Monday, September 6, 2010

Per Petterson and the gang.




I have always had something of a problem when it comes to keeping up with modern literature. There are just so many classics left to read, so I have never really understood when I am supposed to find time for modern prose. Especially when I started reading in multiple languages, and often quite slowly, this became an even bigger problem. Therefore I am quite proud of how much modern Norwegian literature I have been reading lately. Yesterday I started reading (and read half of) Jeg forbanner tidens elv (I curse the river of time, supposedly a line from a poem by Mao, but I don't know what the "official" translation of the phrase is) by Per Petterson. Funnily enough, this book makes me think of a couple of other brilliant Scandinavian books, and I think it embodies exactly what I like about Scandinavian literature. This particular author uses a rather simple language and some of the forms feel rather like spoken language to me, something I'm not sure I appreciated at first, but then this is Norwegian and Norwegian abides by like 10 different sets of rules. What makes it rather typically Scandinavian, at least for me, is the general sadness that prevails throughout the entire book. There's a sort of weight placed on top of every word, adding a depressing tone to even the happy recollections, but sad books don't bring me down, quite the opposite.

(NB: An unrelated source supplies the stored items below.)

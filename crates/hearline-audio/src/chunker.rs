use hearline_core::AudioFrame;
use tracing::debug;

/// A finalized batch of contiguous audio handed to the transcription client.
#[derive(Clone, Debug)]
pub struct AudioBatch {
    pub samples: Vec<i16>,
    pub sample_rate: u32,
    pub start_time: f64,
    pub end_time: f64,
}

impl AudioBatch {
    pub fn duration(&self) -> f64 {
        self.end_time - self.start_time
    }
}

/// Per-session buffer of pending frames plus the time-based flush policy.
///
/// The watermark (`last_flush_time`) only moves forward, and it advances as
/// part of `take_batch` — before the caller talks to the backend — so a
/// failing backend can neither grow the buffer without bound nor get retried
/// against the same window.
#[derive(Debug)]
pub struct ChunkAccumulator {
    frames: Vec<AudioFrame>,
    chunk_duration: f64,
    last_flush_time: f64,
}

impl ChunkAccumulator {
    pub fn new(chunk_duration: f64) -> Self {
        ChunkAccumulator {
            frames: Vec::new(),
            chunk_duration,
            last_flush_time: 0.0,
        }
    }

    /// Appends a frame. Frames are assumed temporally contiguous and are
    /// never reordered.
    pub fn push(&mut self, frame: AudioFrame) {
        self.frames.push(frame);
    }

    /// True exactly when the elapsed time since the last flush has reached
    /// the chunk duration and there is something to flush.
    pub fn should_flush(&self, now: f64) -> bool {
        !self.frames.is_empty() && now - self.last_flush_time >= self.chunk_duration
    }

    /// Concatenates the buffered frames in arrival order, advances the
    /// watermark to the end of the last buffered frame and clears the buffer.
    pub fn take_batch(&mut self) -> Option<AudioBatch> {
        let last = self.frames.last()?;
        let start_time = self.frames[0].timestamp;
        let end_time = last.end();
        let sample_rate = last.sample_rate;

        let mut samples = Vec::with_capacity(self.frames.iter().map(|f| f.samples.len()).sum());
        for frame in self.frames.drain(..) {
            samples.extend_from_slice(&frame.samples);
        }

        self.last_flush_time = end_time;
        debug!(
            "flushed {:.2}s window [{:.2}, {:.2}]",
            end_time - start_time,
            start_time,
            end_time
        );

        Some(AudioBatch {
            samples,
            sample_rate,
            start_time,
            end_time,
        })
    }

    pub fn last_flush_time(&self) -> f64 {
        self.last_flush_time
    }

    pub fn is_empty(&self) -> bool {
        self.frames.is_empty()
    }

    /// Seconds of audio currently buffered.
    pub fn pending_secs(&self) -> f64 {
        match (self.frames.first(), self.frames.last()) {
            (Some(first), Some(last)) => last.end() - first.timestamp,
            _ => 0.0,
        }
    }
}
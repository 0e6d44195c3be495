pub mod capture;
pub mod chunker;
pub mod overlap;
pub mod pipeline;
pub mod recorder;
pub mod segment;
pub mod speaker;
pub mod transcription;
mod utils;
pub mod vad;

pub use capture::{default_input_device, list_audio_devices, AudioDevice, CaptureStream};
pub use chunker::{AudioBatch, ChunkAccumulator};
pub use overlap::{OverlapTracker, ACTIVITY_WINDOW_SECS};
pub use pipeline::{PipelineSettings, SessionPipeline};
pub use segment::assemble_segments;
pub use speaker::SpeakerMap;
pub use transcription::{ScribeClient, TranscriptionBackend, TranscriptionOutput};
pub use utils::audio::{pcm_bytes_to_samples, resample};
pub use vad::{ActivityGate, PassthroughDetector, SpeechDetector, WebRtcDetector};
use std::sync::Arc;

use axum::{
    extract::{
        ws::{Message, WebSocket, WebSocketUpgrade},
        State,
    },
    response::{Json as JsonResponse, Response},
};
use futures::{SinkExt, StreamExt};
use serde_json::{json, Value};
use tracing::{debug, info, warn};

use hearline_audio::{
    pcm_bytes_to_samples, ActivityGate, OverlapTracker, PipelineSettings, SessionPipeline,
    WebRtcDetector,
};
use hearline_core::summarize::SessionSummarizer;
use hearline_core::{AudioFrame, HearlineError};

use crate::registry::LiveState;
use crate::server::AppState;

/// Commands a streaming client may send as JSON text frames.
#[derive(Debug, PartialEq, Eq)]
pub(crate) enum ControlCommand {
    Ping,
    SetName(String),
    GetSummary,
}

/// Control frames are JSON with a `command` field. Anything else is a
/// protocol error, reported in-band without ending the session.
pub(crate) fn parse_control(text: &str) -> Result<ControlCommand, HearlineError> {
    let value: Value = serde_json::from_str(text)
        .map_err(|e| HearlineError::Protocol(format!("invalid control message: {e}")))?;

    match value["command"].as_str() {
        Some("ping") => Ok(ControlCommand::Ping),
        Some("set_name") | Some("config") => Ok(ControlCommand::SetName(
            value["user_name"].as_str().unwrap_or("").trim().to_string(),
        )),
        Some("get_summary") => Ok(ControlCommand::GetSummary),
        Some(other) => Err(HearlineError::Protocol(format!("unknown command: {other}"))),
        None => Err(HearlineError::Protocol(
            "control message has no command field".into(),
        )),
    }
}

pub(crate) async fn ws_transcribe_handler(
    ws: WebSocketUpgrade,
    State(state): State<Arc<AppState>>,
) -> Response {
    ws.on_upgrade(|socket| handle_transcribe_socket(socket, state))
}

/// Live streaming session: binary frames are raw PCM16 mono audio at the
/// pipeline sample rate, text frames are control messages, in arbitrary
/// interleaving. Lifecycle is connecting -> streaming -> closing -> closed.
async fn handle_transcribe_socket(socket: WebSocket, state: Arc<AppState>) {
    let (mut sender, mut receiver) = socket.split();
    let session_id = state.registry.new_session_id();

    // missing transcription credential is fatal at session creation
    let Some(backend) = state.transcriber.clone() else {
        let event = json!({
            "type": "error",
            "message": "transcription backend not configured on server",
        });
        let _ = sender.send(Message::Text(event.to_string())).await;
        return;
    };

    let gate = if state.config.use_vad {
        match WebRtcDetector::new(state.config.vad_aggressiveness, state.config.sample_rate) {
            Ok(detector) => ActivityGate::new(Box::new(detector)),
            Err(e) => {
                warn!("speech classifier unavailable, accepting all audio: {}", e);
                ActivityGate::disabled()
            }
        }
    } else {
        ActivityGate::disabled()
    };

    let (mut pipeline, mut segments_rx) = SessionPipeline::spawn(
        backend,
        gate,
        PipelineSettings {
            chunk_duration: state.config.chunk_duration_secs,
            num_speakers: state.config.num_speakers,
        },
    );

    let mut summarizer = SessionSummarizer::new(state.summarizer.clone());
    let mut overlap = OverlapTracker::new();
    let mut user_name: Option<String> = None;
    let mut clock: f64 = 0.0;
    let sample_rate = state.config.sample_rate;

    state.registry.insert_live(&session_id);
    info!("websocket session connected: {}", session_id);

    let connected = json!({
        "type": "connected",
        "session_id": session_id,
        "message": "send 16-bit pcm mono audio frames and json control messages",
    });
    if sender.send(Message::Text(connected.to_string())).await.is_err() {
        state.registry.remove_live(&session_id);
        return;
    }

    loop {
        tokio::select! {
            message = receiver.next() => {
                let Some(Ok(message)) = message else {
                    break;
                };

                // any client activity moves a connecting session to streaming
                state.registry.update_live(&session_id, |info| {
                    if info.state == LiveState::Connecting {
                        info.state = LiveState::Streaming;
                    }
                });

                match message {
                    Message::Binary(payload) => {
                        let samples = pcm_bytes_to_samples(&payload);
                        if samples.is_empty() {
                            continue;
                        }
                        let frame = AudioFrame::new(clock, samples, sample_rate);
                        clock += frame.duration();
                        state.registry.update_live(&session_id, |info| {
                            info.duration_secs = clock;
                            info.overlap = overlap.overlap_at(clock);
                        });

                        pipeline.ingest(&frame);
                        if pipeline.flush_due() {
                            let status = json!({
                                "type": "status",
                                "message": "processing audio...",
                                "timestamp": frame.timestamp,
                            });
                            if sender.send(Message::Text(status.to_string())).await.is_err() {
                                break;
                            }
                            pipeline.flush_if_due().await;
                        }
                    }
                    Message::Text(text) => {
                        let reply = match parse_control(&text) {
                            Ok(ControlCommand::Ping) => json!({
                                "type": "pong",
                                "timestamp": clock,
                            }),
                            Ok(ControlCommand::SetName(name)) => {
                                user_name = if name.is_empty() { None } else { Some(name.clone()) };
                                state.registry.update_live(&session_id, |info| {
                                    info.user_name = user_name.clone();
                                });
                                info!("session {} watches for name: {}", session_id, name);
                                json!({
                                    "type": "config_confirmed",
                                    "user_name": name,
                                    "message": format!("haptic alerts enabled for name: {name}"),
                                })
                            }
                            Ok(ControlCommand::GetSummary) => {
                                let summary = summarizer.generate_summary().await;
                                json!({
                                    "type": "summary",
                                    "data": {
                                        "summary": summary,
                                        "stats": summarizer.stats(),
                                    },
                                })
                            }
                            Err(e) => json!({
                                "type": "error",
                                "message": e.to_string(),
                            }),
                        };
                        if sender.send(Message::Text(reply.to_string())).await.is_err() {
                            break;
                        }
                    }
                    Message::Close(_) => break,
                    // axum answers pings at the protocol level
                    Message::Ping(_) | Message::Pong(_) => {}
                }
            }

            segments = segments_rx.recv() => {
                let Some(segments) = segments else {
                    break;
                };
                for segment in segments {
                    summarizer.add_segment(&segment);
                    overlap.mark_active(&segment.speaker_id, segment.end_time);

                    let matched = user_name
                        .as_deref()
                        .map(|name| segment.text.to_lowercase().contains(&name.to_lowercase()))
                        .unwrap_or(false);

                    state.registry.update_live(&session_id, |info| {
                        info.segment_count += 1;
                        info.overlap = overlap.overlap_at(clock);
                    });

                    let mut segment_json = serde_json::to_value(&segment).unwrap_or(Value::Null);
                    if let Some(fields) = segment_json.as_object_mut() {
                        fields.insert("haptic".to_string(), Value::Bool(matched));
                    }
                    let transcript = json!({
                        "type": "transcript",
                        "segment": segment_json,
                    });
                    if sender.send(Message::Text(transcript.to_string())).await.is_err() {
                        break;
                    }

                    if matched {
                        debug!(
                            "session {}: configured name mentioned by {}",
                            session_id, segment.speaker_id
                        );
                        let haptic = json!({
                            "type": "haptic",
                            "reason": "name_mentioned",
                            "text": segment.text,
                            "speaker_id": segment.speaker_id,
                            "user_name": user_name,
                        });
                        if sender.send(Message::Text(haptic.to_string())).await.is_err() {
                            break;
                        }
                    }
                }
            }
        }
    }

    // closing: best-effort final summary, then release everything. audio
    // buffered but not yet flushed is discarded without transcription.
    state.registry.update_live(&session_id, |info| {
        info.state = LiveState::Closing;
    });
    info!("websocket session closing: {}", session_id);

    if !summarizer.is_empty() {
        let summary = summarizer.generate_summary().await;
        let event = json!({
            "type": "summary",
            "data": {
                "summary": summary,
                "stats": summarizer.stats(),
            },
        });
        let _ = sender.send(Message::Text(event.to_string())).await;
    }

    pipeline.abort();
    state.registry.remove_live(&session_id);
    info!("websocket session closed: {}", session_id);
}

pub(crate) async fn list_live_sessions(
    State(state): State<Arc<AppState>>,
) -> JsonResponse<Value> {
    let sessions: Vec<Value> = state
        .registry
        .list_live()
        .into_iter()
        .map(|(id, info)| {
            json!({
                "session_id": id,
                "state": info.state,
                "connected_at": info.connected_at,
                "duration": info.duration_secs,
                "user_name": info.user_name,
                "segments": info.segment_count,
                "overlap": info.overlap,
            })
        })
        .collect();

    JsonResponse(json!({
        "total": sessions.len(),
        "sessions": sessions,
    }))
}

The topic of this book is the life of the narrator, who is now an elderly man. Throughout the book you get to follow different episodes from his life, cut up into different chapters and intertwined with each other, ranging from when he was a child to his divorce and the cancer his mother suffered from as an old woman. Absolutely everything in this book feels typical for me. Since I am very familiar with Oslo now, I recognize all the places he speaks about and I have even lived and worked in them, something that doubtlessly brings me closer to the story, but the people he describes also feel extremely real. His mother, the weird distance she keeps between herself and her son, her constant shortness, her apparent indifference and self-sacrifice do not appear strange at all, nor the weakness (male) of the main character and his father. I get the impression it could have been anyone. His wife, who is divorcing him and whom he cannot look at anymore, and who tells him to stop being so ridiculous, also feels... right.

Other books or authors this one reminds me of are Elisabeth Rynell (Till Mervas especially), Mare Kandre (Aliide, Aliide) and Herbjørg Wassmo (Tora Trilogy). These are the kind of books I enjoy studying foreign languages for. You can certainly read quite a lot of books translated, but there is always a big part of literature that never gets translated, and when it comes to Swedish literature, detective stories seems to be what gets translated and sold abroad. The good literature stays in Sweden.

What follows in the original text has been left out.